▶ [TASK TO CARRY OUT]: Find the line with "let roster_dir = config_dir.join(roster_db::APP_NAME);" in the records below. Copy it and every line after it, up to and including the line with "let raw = match".

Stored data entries
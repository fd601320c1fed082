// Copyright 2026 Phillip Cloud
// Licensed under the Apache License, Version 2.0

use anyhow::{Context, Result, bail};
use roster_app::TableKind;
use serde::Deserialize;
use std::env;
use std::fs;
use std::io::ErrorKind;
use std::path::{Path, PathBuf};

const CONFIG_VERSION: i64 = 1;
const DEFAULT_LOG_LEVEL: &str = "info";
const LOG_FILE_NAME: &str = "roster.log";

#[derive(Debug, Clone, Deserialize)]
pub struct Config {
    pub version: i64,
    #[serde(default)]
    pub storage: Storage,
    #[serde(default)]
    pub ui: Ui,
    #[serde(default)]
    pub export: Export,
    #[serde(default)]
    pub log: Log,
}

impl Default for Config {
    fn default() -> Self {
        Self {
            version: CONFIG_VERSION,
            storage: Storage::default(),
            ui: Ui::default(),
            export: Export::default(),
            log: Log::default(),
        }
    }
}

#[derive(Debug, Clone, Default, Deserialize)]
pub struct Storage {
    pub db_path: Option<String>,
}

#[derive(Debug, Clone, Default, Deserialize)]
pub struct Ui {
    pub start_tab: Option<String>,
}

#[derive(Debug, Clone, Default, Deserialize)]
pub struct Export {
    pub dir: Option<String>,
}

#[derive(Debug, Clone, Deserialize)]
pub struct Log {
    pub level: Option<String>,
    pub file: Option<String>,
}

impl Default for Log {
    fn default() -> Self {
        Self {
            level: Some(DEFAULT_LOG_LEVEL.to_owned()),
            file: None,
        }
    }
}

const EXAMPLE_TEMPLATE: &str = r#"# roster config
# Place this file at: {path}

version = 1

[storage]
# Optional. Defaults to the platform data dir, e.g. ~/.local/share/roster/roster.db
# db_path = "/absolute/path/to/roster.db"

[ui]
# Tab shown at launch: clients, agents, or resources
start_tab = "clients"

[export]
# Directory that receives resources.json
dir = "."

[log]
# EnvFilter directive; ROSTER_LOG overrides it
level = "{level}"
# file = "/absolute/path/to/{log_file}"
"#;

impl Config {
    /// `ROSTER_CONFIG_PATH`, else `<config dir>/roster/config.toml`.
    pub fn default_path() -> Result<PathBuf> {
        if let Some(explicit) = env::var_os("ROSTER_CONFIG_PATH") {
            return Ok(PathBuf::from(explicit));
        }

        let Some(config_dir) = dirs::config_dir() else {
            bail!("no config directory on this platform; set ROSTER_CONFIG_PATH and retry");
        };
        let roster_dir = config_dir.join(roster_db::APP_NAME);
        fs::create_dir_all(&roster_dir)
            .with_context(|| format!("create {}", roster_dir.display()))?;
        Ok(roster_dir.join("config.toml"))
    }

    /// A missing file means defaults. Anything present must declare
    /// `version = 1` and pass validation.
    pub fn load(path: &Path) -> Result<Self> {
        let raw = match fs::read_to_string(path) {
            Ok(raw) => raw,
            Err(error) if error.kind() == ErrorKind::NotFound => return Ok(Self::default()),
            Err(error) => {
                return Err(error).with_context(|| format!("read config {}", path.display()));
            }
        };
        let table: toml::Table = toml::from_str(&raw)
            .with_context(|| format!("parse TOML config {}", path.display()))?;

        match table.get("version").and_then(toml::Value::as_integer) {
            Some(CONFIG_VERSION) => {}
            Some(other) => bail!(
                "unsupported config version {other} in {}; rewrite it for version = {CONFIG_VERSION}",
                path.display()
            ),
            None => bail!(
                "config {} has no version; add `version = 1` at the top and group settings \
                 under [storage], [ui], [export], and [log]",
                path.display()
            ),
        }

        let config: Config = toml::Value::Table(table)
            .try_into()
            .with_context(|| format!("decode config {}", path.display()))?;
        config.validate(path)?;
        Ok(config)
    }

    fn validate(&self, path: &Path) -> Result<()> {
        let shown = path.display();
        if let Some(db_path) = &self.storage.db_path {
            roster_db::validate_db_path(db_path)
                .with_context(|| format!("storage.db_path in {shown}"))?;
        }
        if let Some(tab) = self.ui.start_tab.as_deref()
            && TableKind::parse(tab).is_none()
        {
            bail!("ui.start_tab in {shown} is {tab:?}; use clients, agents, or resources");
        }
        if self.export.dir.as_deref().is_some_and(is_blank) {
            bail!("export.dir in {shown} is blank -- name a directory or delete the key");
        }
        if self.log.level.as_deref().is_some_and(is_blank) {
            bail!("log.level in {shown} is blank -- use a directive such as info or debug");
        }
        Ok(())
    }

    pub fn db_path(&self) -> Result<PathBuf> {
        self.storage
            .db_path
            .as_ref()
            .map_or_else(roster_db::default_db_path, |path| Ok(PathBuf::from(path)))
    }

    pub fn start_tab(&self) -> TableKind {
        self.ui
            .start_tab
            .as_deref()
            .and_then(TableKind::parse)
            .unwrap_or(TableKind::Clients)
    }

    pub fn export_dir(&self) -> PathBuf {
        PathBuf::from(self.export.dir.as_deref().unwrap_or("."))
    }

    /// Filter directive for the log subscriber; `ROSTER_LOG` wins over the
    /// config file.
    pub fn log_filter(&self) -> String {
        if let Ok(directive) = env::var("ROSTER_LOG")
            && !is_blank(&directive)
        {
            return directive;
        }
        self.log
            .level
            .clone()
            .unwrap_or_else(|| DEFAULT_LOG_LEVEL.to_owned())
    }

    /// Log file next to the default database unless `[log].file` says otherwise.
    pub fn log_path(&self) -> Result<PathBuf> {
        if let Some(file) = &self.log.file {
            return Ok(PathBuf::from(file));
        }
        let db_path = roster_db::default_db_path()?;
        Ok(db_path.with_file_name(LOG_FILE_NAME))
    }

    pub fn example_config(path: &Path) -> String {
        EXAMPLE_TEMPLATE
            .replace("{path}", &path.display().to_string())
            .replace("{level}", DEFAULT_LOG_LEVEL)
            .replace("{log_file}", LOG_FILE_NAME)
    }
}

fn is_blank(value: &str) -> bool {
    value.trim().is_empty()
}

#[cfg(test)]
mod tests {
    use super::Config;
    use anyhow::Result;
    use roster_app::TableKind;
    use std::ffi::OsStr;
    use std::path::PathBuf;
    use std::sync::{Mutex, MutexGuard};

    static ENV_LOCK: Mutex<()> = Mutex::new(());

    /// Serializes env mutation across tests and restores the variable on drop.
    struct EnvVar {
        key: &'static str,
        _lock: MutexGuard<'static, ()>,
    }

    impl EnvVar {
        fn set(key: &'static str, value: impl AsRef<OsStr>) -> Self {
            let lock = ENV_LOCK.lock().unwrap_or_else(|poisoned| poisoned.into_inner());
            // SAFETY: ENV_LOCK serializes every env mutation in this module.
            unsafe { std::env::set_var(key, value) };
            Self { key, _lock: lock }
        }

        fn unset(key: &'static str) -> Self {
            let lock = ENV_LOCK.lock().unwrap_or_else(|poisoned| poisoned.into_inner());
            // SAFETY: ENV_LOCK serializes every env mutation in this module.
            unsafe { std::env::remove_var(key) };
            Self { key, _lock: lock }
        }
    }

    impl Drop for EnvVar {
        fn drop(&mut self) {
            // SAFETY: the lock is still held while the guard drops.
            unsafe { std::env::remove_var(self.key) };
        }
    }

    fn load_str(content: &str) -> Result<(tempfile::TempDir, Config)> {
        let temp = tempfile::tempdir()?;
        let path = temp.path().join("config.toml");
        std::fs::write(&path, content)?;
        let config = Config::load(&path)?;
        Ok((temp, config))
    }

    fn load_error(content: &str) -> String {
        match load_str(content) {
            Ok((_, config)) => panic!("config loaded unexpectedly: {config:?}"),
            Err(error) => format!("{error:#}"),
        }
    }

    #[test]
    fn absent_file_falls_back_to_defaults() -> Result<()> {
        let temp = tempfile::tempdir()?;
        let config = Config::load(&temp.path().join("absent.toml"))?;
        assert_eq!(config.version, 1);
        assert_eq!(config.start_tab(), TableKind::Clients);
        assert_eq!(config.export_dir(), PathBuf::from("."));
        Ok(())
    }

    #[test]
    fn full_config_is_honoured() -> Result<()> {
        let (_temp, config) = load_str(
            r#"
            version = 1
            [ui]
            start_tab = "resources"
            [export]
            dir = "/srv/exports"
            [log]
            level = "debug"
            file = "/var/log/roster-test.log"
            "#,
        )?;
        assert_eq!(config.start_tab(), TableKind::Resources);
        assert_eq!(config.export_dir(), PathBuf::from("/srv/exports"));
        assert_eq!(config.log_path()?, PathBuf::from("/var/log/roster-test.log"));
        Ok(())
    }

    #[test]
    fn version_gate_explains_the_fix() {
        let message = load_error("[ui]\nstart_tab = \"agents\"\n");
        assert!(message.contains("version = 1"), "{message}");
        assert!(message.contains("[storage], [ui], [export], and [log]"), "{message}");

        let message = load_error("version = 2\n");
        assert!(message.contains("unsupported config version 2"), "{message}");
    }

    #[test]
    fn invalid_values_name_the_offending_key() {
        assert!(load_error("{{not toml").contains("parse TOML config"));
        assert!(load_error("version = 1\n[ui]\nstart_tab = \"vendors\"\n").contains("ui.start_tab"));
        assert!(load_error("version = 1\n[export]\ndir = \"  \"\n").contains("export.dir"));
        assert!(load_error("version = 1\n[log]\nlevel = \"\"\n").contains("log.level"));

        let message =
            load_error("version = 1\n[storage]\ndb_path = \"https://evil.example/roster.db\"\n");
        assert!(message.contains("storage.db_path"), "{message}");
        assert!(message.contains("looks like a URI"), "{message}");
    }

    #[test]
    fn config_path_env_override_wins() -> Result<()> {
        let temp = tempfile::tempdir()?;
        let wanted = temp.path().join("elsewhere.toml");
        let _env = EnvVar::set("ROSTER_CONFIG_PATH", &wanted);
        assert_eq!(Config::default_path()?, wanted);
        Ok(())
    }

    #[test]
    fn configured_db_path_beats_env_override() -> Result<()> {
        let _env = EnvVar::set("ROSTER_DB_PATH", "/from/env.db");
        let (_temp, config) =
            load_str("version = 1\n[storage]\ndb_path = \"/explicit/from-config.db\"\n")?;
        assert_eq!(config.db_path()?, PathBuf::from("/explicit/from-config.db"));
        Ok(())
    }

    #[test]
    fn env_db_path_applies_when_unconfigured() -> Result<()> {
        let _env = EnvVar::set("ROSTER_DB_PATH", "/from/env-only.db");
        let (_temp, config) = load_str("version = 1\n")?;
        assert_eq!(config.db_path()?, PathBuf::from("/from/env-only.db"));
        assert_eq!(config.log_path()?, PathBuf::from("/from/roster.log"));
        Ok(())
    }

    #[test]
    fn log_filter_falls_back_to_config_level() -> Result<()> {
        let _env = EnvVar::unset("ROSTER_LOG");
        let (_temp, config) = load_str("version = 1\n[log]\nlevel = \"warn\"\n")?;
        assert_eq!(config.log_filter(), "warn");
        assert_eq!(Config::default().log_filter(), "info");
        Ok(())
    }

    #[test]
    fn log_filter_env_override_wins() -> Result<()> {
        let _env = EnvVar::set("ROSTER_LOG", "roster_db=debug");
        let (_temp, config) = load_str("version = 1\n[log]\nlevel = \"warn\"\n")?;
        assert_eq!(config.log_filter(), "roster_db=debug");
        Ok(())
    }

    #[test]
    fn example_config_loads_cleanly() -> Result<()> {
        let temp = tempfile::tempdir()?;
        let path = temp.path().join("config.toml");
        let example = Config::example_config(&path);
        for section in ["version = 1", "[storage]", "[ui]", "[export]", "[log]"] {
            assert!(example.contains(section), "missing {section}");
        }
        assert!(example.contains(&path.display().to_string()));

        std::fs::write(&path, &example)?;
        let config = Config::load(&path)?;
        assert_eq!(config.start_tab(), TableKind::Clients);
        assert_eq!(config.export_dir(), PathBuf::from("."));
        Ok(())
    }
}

▶ [RESULT FOR THIS EXERCISE]:
        let roster_dir = config_dir.join(roster_db::APP_NAME);
        fs::create_dir_all(&roster_dir)
            .with_context(|| format!("create {}", roster_dir.display()))?;
        Ok(roster_dir.join("config.toml"))
    }

    /// A missing file means defaults. Anything present must declare
    /// `version = 1` and pass validation.
    pub fn load(path: &Path) -> Result<Self> {
        let raw = match fs::read_to_string(path) {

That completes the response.